## YOUR ASSIGNMENT
Each entry needs to appear again, retyped exactly as it is below.

(Saved entries)
══════════════════════════════
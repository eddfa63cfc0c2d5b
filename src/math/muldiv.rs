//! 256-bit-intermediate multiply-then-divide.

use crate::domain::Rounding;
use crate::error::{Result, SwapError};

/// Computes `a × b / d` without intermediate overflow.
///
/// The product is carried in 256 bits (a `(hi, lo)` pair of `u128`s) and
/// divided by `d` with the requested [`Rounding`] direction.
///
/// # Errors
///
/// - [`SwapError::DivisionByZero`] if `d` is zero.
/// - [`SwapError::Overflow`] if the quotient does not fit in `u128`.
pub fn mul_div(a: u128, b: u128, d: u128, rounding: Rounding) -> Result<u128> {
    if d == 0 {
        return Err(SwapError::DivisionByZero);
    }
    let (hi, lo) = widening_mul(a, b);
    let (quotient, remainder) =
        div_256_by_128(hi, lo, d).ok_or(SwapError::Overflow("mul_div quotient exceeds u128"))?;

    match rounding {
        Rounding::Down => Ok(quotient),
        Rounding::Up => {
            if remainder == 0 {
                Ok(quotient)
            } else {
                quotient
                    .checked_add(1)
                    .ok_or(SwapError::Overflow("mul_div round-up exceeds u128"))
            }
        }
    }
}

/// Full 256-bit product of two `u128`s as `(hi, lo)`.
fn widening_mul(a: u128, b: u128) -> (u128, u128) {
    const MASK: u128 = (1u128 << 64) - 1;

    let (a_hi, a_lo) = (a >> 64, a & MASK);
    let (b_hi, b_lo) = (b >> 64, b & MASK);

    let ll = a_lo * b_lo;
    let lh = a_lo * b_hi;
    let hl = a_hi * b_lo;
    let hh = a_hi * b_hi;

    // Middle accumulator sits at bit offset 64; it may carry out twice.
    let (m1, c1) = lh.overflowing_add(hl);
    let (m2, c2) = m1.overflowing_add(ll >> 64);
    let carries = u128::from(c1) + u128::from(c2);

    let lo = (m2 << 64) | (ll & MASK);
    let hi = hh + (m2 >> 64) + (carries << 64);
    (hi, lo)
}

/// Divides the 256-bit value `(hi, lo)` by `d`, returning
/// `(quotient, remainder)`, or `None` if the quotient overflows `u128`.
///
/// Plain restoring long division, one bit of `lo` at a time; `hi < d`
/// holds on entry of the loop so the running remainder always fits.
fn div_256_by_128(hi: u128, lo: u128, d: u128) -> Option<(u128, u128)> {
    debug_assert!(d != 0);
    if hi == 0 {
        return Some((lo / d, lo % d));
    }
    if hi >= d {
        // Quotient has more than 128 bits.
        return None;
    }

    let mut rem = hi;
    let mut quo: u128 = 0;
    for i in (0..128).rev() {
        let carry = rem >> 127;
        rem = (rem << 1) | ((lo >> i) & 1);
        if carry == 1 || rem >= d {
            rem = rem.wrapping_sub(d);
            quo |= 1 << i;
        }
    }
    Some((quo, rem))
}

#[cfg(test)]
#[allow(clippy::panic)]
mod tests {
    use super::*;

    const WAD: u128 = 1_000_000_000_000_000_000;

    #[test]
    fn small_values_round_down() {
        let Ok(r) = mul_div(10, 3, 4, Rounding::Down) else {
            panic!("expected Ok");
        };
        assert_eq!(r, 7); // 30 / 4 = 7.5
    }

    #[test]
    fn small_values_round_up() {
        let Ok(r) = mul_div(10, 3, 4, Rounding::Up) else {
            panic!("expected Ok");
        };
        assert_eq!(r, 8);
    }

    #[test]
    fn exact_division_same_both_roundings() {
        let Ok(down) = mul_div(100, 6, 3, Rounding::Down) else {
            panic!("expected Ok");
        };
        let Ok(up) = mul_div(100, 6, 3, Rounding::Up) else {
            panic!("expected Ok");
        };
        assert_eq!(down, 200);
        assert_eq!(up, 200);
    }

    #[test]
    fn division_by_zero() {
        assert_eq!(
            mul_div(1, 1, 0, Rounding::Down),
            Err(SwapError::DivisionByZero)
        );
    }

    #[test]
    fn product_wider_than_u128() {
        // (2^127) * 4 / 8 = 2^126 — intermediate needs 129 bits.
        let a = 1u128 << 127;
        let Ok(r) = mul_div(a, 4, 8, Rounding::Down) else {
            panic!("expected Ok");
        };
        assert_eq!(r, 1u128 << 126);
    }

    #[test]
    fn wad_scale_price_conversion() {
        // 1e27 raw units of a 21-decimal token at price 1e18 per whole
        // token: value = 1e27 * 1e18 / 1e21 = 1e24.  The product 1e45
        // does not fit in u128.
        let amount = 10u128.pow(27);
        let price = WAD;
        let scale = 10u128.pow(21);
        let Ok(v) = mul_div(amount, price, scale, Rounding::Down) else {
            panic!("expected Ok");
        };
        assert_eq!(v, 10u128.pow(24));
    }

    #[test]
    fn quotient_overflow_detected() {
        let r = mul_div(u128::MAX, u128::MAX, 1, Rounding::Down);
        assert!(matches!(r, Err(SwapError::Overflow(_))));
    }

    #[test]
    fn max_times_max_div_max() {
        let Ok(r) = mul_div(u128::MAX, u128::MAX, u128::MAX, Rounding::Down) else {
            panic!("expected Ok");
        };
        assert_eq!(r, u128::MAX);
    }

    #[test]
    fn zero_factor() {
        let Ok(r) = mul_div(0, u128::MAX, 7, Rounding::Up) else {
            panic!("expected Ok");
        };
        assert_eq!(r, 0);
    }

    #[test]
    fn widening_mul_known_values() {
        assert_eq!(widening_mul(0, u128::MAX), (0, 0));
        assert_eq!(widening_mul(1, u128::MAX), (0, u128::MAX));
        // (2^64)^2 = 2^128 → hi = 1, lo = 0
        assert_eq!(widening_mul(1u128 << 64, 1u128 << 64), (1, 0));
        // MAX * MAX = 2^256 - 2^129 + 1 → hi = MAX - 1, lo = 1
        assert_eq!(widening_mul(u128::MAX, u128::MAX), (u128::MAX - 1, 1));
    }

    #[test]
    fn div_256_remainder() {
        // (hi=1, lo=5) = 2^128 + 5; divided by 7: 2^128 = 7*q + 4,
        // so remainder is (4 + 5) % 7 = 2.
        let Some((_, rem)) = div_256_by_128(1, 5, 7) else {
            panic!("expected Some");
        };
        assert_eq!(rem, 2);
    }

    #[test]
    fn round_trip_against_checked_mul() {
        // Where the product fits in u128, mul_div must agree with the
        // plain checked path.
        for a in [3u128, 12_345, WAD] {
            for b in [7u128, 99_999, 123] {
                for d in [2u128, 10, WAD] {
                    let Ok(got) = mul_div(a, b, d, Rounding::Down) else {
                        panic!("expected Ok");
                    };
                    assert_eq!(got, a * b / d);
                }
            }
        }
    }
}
══════════════════════════════
## RESULT FOR THIS EXERCISE
repository eddfa63cfc0c2d5b
filename src/math/muldiv.rs
//! 256-bit-intermediate multiply-then-divide.

use crate::domain::Rounding;
use crate::error::{Result, SwapError};

/// Computes `a × b / d` without intermediate overflow.
///
/// The product is carried in 256 bits (a `(hi, lo)` pair of `u128`s) and
/// divided by `d` with the requested [`Rounding`] direction.
///
/// # Errors
///
/// - [`SwapError::DivisionByZero`] if `d` is zero.
/// - [`SwapError::Overflow`] if the quotient does not fit in `u128`.
pub fn mul_div(a: u128, b: u128, d: u128, rounding: Rounding) -> Result<u128> {
    if d == 0 {
        return Err(SwapError::DivisionByZero);
    }
    let (hi, lo) = widening_mul(a, b);
    let (quotient, remainder) =
        div_256_by_128(hi, lo, d).ok_or(SwapError::Overflow("mul_div quotient exceeds u128"))?;

    match rounding {
        Rounding::Down => Ok(quotient),
        Rounding::Up => {
            if remainder == 0 {
                Ok(quotient)
            } else {
                quotient
                    .checked_add(1)
                    .ok_or(SwapError::Overflow("mul_div round-up exceeds u128"))
            }
        }
    }
}

/// Full 256-bit product of two `u128`s as `(hi, lo)`.
fn widening_mul(a: u128, b: u128) -> (u128, u128) {
    const MASK: u128 = (1u128 << 64) - 1;

    let (a_hi, a_lo) = (a >> 64, a & MASK);
    let (b_hi, b_lo) = (b >> 64, b & MASK);

    let ll = a_lo * b_lo;
    let lh = a_lo * b_hi;
    let hl = a_hi * b_lo;
    let hh = a_hi * b_hi;

    // Middle accumulator sits at bit offset 64; it may carry out twice.
    let (m1, c1) = lh.overflowing_add(hl);
    let (m2, c2) = m1.overflowing_add(ll >> 64);
    let carries = u128::from(c1) + u128::from(c2);

    let lo = (m2 << 64) | (ll & MASK);
    let hi = hh + (m2 >> 64) + (carries << 64);
    (hi, lo)
}

/// Divides the 256-bit value `(hi, lo)` by `d`, returning
/// `(quotient, remainder)`, or `None` if the quotient overflows `u128`.
///
/// Plain restoring long division, one bit of `lo` at a time; `hi < d`
/// holds on entry of the loop so the running remainder always fits.
fn div_256_by_128(hi: u128, lo: u128, d: u128) -> Option<(u128, u128)> {
    debug_assert!(d != 0);
    if hi == 0 {
        return Some((lo / d, lo % d));
    }
    if hi >= d {
        // Quotient has more than 128 bits.
        return None;
    }

    let mut rem = hi;
    let mut quo: u128 = 0;
    for i in (0..128).rev() {
        let carry = rem >> 127;
        rem = (rem << 1) | ((lo >> i) & 1);
        if carry == 1 || rem >= d {
            rem = rem.wrapping_sub(d);
            quo |= 1 << i;
        }
    }
    Some((quo, rem))
}

#[cfg(test)]
#[allow(clippy::panic)]
mod tests {
    use super::*;

    const WAD: u128 = 1_000_000_000_000_000_000;

    #[test]
    fn small_values_round_down() {
        let Ok(r) = mul_div(10, 3, 4, Rounding::Down) else {
            panic!("expected Ok");
        };
        assert_eq!(r, 7); // 30 / 4 = 7.5
    }

    #[test]
    fn small_values_round_up() {
        let Ok(r) = mul_div(10, 3, 4, Rounding::Up) else {
            panic!("expected Ok");
        };
        assert_eq!(r, 8);
    }

    #[test]
    fn exact_division_same_both_roundings() {
        let Ok(down) = mul_div(100, 6, 3, Rounding::Down) else {
            panic!("expected Ok");
        };
        let Ok(up) = mul_div(100, 6, 3, Rounding::Up) else {
            panic!("expected Ok");
        };
        assert_eq!(down, 200);
        assert_eq!(up, 200);
    }

    #[test]
    fn division_by_zero() {
        assert_eq!(
            mul_div(1, 1, 0, Rounding::Down),
            Err(SwapError::DivisionByZero)
        );
    }

    #[test]
    fn product_wider_than_u128() {
        // (2^127) * 4 / 8 = 2^126 — intermediate needs 129 bits.
        let a = 1u128 << 127;
        let Ok(r) = mul_div(a, 4, 8, Rounding::Down) else {
            panic!("expected Ok");
        };
        assert_eq!(r, 1u128 << 126);
    }

    #[test]
    fn wad_scale_price_conversion() {
        // 1e27 raw units of a 21-decimal token at price 1e18 per whole
        // token: value = 1e27 * 1e18 / 1e21 = 1e24.  The product 1e45
        // does not fit in u128.
        let amount = 10u128.pow(27);
        let price = WAD;
        let scale = 10u128.pow(21);
        let Ok(v) = mul_div(amount, price, scale, Rounding::Down) else {
            panic!("expected Ok");
        };
        assert_eq!(v, 10u128.pow(24));
    }

    #[test]
    fn quotient_overflow_detected() {
        let r = mul_div(u128::MAX, u128::MAX, 1, Rounding::Down);
        assert!(matches!(r, Err(SwapError::Overflow(_))));
    }

    #[test]
    fn max_times_max_div_max() {
        let Ok(r) = mul_div(u128::MAX, u128::MAX, u128::MAX, Rounding::Down) else {
            panic!("expected Ok");
        };
        assert_eq!(r, u128::MAX);
    }

    #[test]
    fn zero_factor() {
        let Ok(r) = mul_div(0, u128::MAX, 7, Rounding::Up) else {
            panic!("expected Ok");
        };
        assert_eq!(r, 0);
    }

    #[test]
    fn widening_mul_known_values() {
        assert_eq!(widening_mul(0, u128::MAX), (0, 0));
        assert_eq!(widening_mul(1, u128::MAX), (0, u128::MAX));
        // (2^64)^2 = 2^128 → hi = 1, lo = 0
        assert_eq!(widening_mul(1u128 << 64, 1u128 << 64), (1, 0));
        // MAX * MAX = 2^256 - 2^129 + 1 → hi = MAX - 1, lo = 1
        assert_eq!(widening_mul(u128::MAX, u128::MAX), (u128::MAX - 1, 1));
    }

    #[test]
    fn div_256_remainder() {
        // (hi=1, lo=5) = 2^128 + 5; divided by 7: 2^128 = 7*q + 4,
        // so remainder is (4 + 5) % 7 = 2.
        let Some((_, rem)) = div_256_by_128(1, 5, 7) else {
            panic!("expected Some");
        };
        assert_eq!(rem, 2);
    }

    #[test]
    fn round_trip_against_checked_mul() {
        // Where the product fits in u128, mul_div must agree with the
        // plain checked path.
        for a in [3u128, 12_345, WAD] {
            for b in [7u128, 99_999, 123] {
                for d in [2u128, 10, WAD] {
                    let Ok(got) = mul_div(a, b, d, Rounding::Down) else {
                        panic!("expected Ok");
                    };
                    assert_eq!(got, a * b / d);
                }
            }
        }
    }
}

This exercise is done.